HISTÓRICO: o caso de racismo – mais um – que parou o esporte americano

O dia 26 de agosto de 2020 já pode ser considerado uma data histórica. Foi o dia em que as principais ligas dos Estados Unidos pararam contra o racismo e a justiça social. Desta vez os atos são inspirados no caso de Jacob Blake, 29 anos, alvejado com sete tiros pelas costas por policiais brancos na frente dos filhos no último domingo (23) em Kenosha, estado do Winsconsin. Ele está internado e, segundo familiares, perdeu o movimento das pernas.

 

Tudo começou quando o Milwaukee Bucks, maior franquia de basquete do Estado de Wisconsin, não entrou em quadra nesta quarta-feira (26) para enfrentar o Orlando Magic.
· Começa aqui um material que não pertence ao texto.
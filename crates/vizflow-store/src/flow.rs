//! Flow record: a named conversation graph with timestamps.

use chrono::{DateTime, FixedOffset};
use serde::{Deserialize, Serialize};
use vizflow_graph::FlowGraph;

use crate::clock::now;
use crate::record::Record;
use crate::{Result, StoreError};

/// A named flow graph.
///
/// Every mutation that changes or confirms the edge set bumps `updated`.
#[derive(Debug, Clone, PartialEq, Eq)]
pub struct Flow {
    pub id: String,
    pub name: String,
    pub created: DateTime<FixedOffset>,
    pub updated: DateTime<FixedOffset>,
    pub description: String,
    graph: FlowGraph,
}

impl Flow {
    /// An empty flow stamped now.
    pub fn new(id: impl Into<String>, name: impl Into<String>, description: impl Into<String>) -> Self {
        let ts = now();
        Self {
            id: id.into(),
            name: name.into(),
            created: ts,
            updated: ts,
            description: description.into(),
            graph: FlowGraph::new(),
        }
    }

    pub fn graph(&self) -> &FlowGraph {
        &self.graph
    }

    pub fn touch(&mut self) {
        self.updated = now();
    }

    pub fn exists(&self, id: &str) -> bool {
        self.graph.exists(id)
    }

    pub fn add_node(&mut self, id: &str) -> usize {
        if self.graph.exists(id) {
            return self.graph.add_node(id);
        }
        self.touch();
        self.graph.add_node(id)
    }

    /// Add `from → to`. Returns `false` if the edge was already present;
    /// the flow is touched either way. A rejected edge leaves the flow,
    /// timestamps included, untouched.
    pub fn connect(&mut self, from: &str, to: &str) -> Result<bool> {
        let added = self.graph.connect(from, to)?;
        self.touch();
        Ok(added)
    }

    pub fn disconnect(&mut self, from: &str, to: &str) -> bool {
        let removed = self.graph.disconnect(from, to);
        if removed {
            self.touch();
        }
        removed
    }

    pub fn remove_node(&mut self, id: &str) -> bool {
        let removed = self.graph.remove_node(id);
        if removed {
            self.touch();
        }
        removed
    }

    pub fn get_previous(&self, id: &str) -> Vec<&str> {
        self.graph.get_previous(id)
    }

    fn to_document(&self) -> FlowDocument {
        let nodes = self.graph.nodes();
        let slot = |id: &str| {
            nodes
                .iter()
                .position(|n| n == id)
                .map(|i| i + 1)
                .unwrap_or_default()
        };
        FlowDocument {
            id: self.id.clone(),
            name: self.name.clone(),
            created: self.created,
            updated: self.updated,
            description: self.description.clone(),
            nodes: nodes
                .iter()
                .enumerate()
                .map(|(i, id)| NodeSlot {
                    index: i + 1,
                    id: id.clone(),
                })
                .collect(),
            connections: self
                .graph
                .edges()
                .map(|(from, to)| Connection {
                    from: slot(from),
                    to: slot(to),
                })
                .collect(),
        }
    }

    fn from_document(doc: FlowDocument) -> Result<Self> {
        let mut slots = doc.nodes;
        slots.sort_by_key(|slot| slot.index);

        let resolve = |index: usize| {
            slots
                .iter()
                .find(|slot| slot.index == index)
                .map(|slot| slot.id.clone())
                .ok_or_else(|| {
                    StoreError::InvalidDocument(format!(
                        "flow {} references missing node index {index}",
                        doc.id
                    ))
                })
        };
        let edges = doc
            .connections
            .iter()
            .map(|c| Ok((resolve(c.from)?, resolve(c.to)?)))
            .collect::<Result<Vec<_>>>()?;
        let graph = FlowGraph::from_parts(slots.iter().map(|slot| slot.id.clone()), edges);

        Ok(Self {
            id: doc.id,
            name: doc.name,
            created: doc.created,
            updated: doc.updated,
            description: doc.description,
            graph,
        })
    }
}

impl Record for Flow {
    const KIND: &'static str = "flow";
    const EXTENSION: &'static str = "yaml";
    const TIMESTAMP_KEY: &'static str = "updated";

    fn id(&self) -> &str {
        &self.id
    }

    fn timestamp(&self) -> DateTime<FixedOffset> {
        self.updated
    }

    fn encode(&self) -> Result<String> {
        Ok(serde_yaml::to_string(&self.to_document())?)
    }

    fn decode(text: &str) -> Result<Self> {
        Self::from_document(serde_yaml::from_str(text)?)
    }
}

/// On-disk layout. Header fields come first.
#[derive(Debug, Serialize, Deserialize)]
struct FlowDocument {
    id: String,
    name: String,
    created: DateTime<FixedOffset>,
    updated: DateTime<FixedOffset>,
    #[serde(default)]
    description: String,
    #[serde(default)]
    nodes: Vec<NodeSlot>,
    #[serde(default)]
    connections: Vec<Connection>,
}

#[derive(Debug, Serialize, Deserialize)]
struct NodeSlot {
    index: usize,
    id: String,
}

#[derive(Debug, Serialize, Deserialize)]
struct Connection {
    from: usize,
    to: usize,
}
O boicote foi uma forma de apoiar os novos protestos antirracistas, e foi seguido por outras franquias. Depois disso, toda a rodada dos playoffs da NBA, que aconteceria ontem, foi adiada pela organização. Diversas ligas de beisebol, futebol americano, basquete feminino e no tênis, como a Major League Baseball, a Major League Soccer (liga de futebol americano) e a WNBA (liga feminina de basquete) também apoiaram.

 

Os protestos contra o racismo nos Estados Unidos vêm numa crescente desde maio com a morte de George Floyd, sufocado por um policial branco em Minneapolis. A onda de protestos ganhou corpo no mundo todo.